> [Problem to work on] From the line that contains "use tokio_util::sync::CancellationToken;" through the line that contains "Per-connection resource limits", output every line of the listing below exactly and leave out all the rest.

> [Provided records]
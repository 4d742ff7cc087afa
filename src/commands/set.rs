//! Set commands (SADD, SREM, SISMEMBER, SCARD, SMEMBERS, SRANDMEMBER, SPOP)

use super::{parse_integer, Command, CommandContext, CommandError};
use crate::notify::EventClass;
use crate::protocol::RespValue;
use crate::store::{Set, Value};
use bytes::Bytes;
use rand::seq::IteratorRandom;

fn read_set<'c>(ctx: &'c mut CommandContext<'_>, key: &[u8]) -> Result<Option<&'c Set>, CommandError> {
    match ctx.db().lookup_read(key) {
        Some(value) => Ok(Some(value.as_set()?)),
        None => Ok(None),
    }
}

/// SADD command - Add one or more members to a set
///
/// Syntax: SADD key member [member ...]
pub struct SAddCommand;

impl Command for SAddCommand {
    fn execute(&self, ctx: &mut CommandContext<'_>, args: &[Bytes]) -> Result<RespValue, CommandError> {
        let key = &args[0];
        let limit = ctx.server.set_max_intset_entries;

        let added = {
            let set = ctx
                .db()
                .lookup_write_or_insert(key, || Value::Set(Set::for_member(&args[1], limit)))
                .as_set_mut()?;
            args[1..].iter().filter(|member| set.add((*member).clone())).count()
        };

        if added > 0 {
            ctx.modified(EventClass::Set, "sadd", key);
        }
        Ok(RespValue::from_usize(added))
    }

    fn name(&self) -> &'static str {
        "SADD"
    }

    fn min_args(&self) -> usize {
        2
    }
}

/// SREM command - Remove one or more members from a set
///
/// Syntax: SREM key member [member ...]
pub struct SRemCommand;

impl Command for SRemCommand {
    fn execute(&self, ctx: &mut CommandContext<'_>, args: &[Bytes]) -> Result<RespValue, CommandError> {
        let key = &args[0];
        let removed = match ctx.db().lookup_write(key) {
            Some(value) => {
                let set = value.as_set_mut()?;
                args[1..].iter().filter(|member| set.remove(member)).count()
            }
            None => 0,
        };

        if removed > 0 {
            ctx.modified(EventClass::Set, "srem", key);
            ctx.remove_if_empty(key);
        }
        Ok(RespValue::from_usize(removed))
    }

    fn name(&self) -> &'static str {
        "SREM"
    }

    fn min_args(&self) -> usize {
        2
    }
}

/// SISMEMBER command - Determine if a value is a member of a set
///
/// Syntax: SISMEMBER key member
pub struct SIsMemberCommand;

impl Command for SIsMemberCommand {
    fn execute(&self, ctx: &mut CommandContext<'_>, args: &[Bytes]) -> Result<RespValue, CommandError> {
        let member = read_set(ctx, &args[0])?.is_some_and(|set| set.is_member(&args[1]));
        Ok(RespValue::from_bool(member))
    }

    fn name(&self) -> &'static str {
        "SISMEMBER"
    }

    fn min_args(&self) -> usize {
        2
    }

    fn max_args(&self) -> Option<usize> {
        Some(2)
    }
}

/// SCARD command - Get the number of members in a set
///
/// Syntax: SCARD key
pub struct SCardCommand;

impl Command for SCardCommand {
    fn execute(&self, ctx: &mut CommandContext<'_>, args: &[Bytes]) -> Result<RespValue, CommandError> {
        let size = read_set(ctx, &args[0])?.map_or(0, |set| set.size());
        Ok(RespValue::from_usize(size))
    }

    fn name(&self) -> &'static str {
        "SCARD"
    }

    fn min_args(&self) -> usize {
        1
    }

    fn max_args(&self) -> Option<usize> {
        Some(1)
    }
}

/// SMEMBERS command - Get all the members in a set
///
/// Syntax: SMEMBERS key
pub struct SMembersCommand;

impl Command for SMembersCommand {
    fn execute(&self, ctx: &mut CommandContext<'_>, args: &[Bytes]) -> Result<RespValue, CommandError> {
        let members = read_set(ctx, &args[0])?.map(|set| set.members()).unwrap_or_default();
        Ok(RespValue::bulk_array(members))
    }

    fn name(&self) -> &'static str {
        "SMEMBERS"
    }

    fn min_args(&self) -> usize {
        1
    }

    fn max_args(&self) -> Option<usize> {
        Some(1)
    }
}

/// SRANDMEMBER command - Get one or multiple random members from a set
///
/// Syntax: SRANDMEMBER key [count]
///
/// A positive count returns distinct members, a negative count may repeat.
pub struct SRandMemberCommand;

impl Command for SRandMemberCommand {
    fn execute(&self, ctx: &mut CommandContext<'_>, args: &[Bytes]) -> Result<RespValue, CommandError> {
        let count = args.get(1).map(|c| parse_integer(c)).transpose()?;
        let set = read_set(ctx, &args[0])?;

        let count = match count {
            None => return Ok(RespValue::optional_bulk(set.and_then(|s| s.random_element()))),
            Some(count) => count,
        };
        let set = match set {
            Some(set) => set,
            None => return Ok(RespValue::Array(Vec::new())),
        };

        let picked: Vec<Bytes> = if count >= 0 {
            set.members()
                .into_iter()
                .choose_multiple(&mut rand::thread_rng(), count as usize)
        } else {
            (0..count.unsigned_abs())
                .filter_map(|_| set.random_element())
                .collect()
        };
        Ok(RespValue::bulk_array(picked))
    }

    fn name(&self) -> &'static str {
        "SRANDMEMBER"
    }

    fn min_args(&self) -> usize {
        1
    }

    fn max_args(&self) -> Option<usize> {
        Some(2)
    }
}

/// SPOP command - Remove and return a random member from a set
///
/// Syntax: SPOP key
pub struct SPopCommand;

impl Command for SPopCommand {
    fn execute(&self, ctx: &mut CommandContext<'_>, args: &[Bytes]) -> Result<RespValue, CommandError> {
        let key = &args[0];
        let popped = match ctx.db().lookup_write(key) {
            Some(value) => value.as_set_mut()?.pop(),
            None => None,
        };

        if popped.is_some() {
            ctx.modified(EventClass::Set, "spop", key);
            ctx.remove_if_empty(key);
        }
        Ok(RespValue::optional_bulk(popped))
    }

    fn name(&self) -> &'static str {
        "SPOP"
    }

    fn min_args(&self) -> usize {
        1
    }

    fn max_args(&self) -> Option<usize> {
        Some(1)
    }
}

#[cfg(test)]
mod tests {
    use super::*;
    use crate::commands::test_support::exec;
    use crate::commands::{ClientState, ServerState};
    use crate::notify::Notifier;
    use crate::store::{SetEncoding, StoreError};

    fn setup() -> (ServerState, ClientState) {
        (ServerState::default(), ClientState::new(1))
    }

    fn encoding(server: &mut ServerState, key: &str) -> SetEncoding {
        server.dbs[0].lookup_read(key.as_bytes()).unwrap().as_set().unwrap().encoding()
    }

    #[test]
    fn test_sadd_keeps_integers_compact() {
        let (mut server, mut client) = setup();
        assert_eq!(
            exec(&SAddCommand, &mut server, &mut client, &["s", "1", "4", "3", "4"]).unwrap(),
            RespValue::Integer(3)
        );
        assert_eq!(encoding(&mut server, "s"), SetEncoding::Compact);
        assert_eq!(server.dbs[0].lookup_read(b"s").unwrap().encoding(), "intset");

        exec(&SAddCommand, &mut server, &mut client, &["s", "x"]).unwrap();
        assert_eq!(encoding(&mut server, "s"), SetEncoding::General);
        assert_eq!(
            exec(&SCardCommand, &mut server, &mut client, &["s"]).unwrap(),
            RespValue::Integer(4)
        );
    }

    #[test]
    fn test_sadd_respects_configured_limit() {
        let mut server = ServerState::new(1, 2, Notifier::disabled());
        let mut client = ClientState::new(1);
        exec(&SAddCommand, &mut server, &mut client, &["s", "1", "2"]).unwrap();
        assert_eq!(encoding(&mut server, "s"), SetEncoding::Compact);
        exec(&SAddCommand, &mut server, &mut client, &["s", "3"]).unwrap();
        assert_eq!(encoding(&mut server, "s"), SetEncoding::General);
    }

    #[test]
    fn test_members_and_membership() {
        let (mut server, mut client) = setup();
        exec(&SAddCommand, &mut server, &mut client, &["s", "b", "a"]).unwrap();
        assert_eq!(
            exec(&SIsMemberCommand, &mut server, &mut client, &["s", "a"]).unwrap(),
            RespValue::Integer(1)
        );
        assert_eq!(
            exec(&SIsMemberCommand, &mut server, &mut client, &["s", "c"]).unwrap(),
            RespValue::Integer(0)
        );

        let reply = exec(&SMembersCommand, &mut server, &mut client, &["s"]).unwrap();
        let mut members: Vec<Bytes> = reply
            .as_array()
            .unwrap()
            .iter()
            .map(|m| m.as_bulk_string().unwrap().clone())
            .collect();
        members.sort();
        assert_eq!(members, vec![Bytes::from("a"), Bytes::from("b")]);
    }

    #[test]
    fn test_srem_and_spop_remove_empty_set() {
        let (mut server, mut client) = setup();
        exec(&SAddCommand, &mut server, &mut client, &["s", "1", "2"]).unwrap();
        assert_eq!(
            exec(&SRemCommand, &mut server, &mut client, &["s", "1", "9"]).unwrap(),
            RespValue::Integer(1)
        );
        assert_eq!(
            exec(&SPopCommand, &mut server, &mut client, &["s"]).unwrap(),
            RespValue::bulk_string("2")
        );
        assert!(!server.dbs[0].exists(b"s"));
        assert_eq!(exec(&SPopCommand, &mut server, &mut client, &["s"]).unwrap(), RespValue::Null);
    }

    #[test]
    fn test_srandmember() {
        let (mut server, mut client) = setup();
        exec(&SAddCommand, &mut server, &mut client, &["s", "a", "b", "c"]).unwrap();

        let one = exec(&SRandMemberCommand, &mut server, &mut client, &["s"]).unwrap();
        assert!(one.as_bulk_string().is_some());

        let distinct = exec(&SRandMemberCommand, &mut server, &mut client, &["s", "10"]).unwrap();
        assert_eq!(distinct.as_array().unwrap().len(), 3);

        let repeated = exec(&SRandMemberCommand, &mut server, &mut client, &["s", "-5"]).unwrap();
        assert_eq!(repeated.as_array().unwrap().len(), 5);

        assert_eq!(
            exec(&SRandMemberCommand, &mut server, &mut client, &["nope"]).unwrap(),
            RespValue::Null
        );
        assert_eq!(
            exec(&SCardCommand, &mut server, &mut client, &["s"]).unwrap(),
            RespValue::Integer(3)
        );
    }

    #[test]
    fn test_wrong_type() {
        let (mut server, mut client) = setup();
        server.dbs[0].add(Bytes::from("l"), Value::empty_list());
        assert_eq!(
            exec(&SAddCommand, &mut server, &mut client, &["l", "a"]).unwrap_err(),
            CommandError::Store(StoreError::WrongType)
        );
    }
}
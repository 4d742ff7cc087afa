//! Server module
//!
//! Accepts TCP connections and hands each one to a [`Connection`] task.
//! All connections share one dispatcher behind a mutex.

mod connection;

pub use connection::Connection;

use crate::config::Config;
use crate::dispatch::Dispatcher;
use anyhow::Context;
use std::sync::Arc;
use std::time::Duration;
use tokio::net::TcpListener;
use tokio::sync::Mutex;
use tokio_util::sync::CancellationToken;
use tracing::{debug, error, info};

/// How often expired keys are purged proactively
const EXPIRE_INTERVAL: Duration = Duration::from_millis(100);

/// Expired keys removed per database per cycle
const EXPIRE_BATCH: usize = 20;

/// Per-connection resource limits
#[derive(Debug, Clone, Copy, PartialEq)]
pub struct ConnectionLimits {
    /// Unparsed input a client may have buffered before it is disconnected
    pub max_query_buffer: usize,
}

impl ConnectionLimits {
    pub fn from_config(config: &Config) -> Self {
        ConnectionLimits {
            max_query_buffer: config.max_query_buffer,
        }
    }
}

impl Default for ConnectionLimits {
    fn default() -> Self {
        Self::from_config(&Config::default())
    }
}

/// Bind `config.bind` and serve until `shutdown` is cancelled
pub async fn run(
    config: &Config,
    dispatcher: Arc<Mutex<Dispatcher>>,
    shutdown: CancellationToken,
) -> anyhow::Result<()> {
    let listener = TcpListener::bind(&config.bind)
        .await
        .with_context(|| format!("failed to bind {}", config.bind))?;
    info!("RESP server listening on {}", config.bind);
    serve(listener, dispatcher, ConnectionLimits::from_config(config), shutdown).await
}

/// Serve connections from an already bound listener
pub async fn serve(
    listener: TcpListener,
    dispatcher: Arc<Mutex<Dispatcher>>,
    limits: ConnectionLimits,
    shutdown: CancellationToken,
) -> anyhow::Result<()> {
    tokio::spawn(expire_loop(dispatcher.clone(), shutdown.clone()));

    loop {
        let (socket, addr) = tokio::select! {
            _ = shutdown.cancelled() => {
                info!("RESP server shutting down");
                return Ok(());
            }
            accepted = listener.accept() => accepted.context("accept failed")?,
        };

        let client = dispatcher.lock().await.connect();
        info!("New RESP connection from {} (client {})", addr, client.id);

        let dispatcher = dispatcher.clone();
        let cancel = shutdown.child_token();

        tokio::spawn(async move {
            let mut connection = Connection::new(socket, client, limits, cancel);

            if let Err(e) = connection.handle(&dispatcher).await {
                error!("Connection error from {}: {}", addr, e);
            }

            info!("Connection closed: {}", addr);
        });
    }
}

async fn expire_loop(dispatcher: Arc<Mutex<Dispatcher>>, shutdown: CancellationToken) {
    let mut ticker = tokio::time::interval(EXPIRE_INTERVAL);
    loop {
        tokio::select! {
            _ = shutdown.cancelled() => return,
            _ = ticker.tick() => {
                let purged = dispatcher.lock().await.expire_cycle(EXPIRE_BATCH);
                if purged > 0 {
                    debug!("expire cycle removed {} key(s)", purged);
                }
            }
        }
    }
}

> [Solved problem]
use tokio_util::sync::CancellationToken;
use tracing::{debug, error, info};

/// How often expired keys are purged proactively
const EXPIRE_INTERVAL: Duration = Duration::from_millis(100);

/// Expired keys removed per database per cycle
const EXPIRE_BATCH: usize = 20;

/// Per-connection resource limits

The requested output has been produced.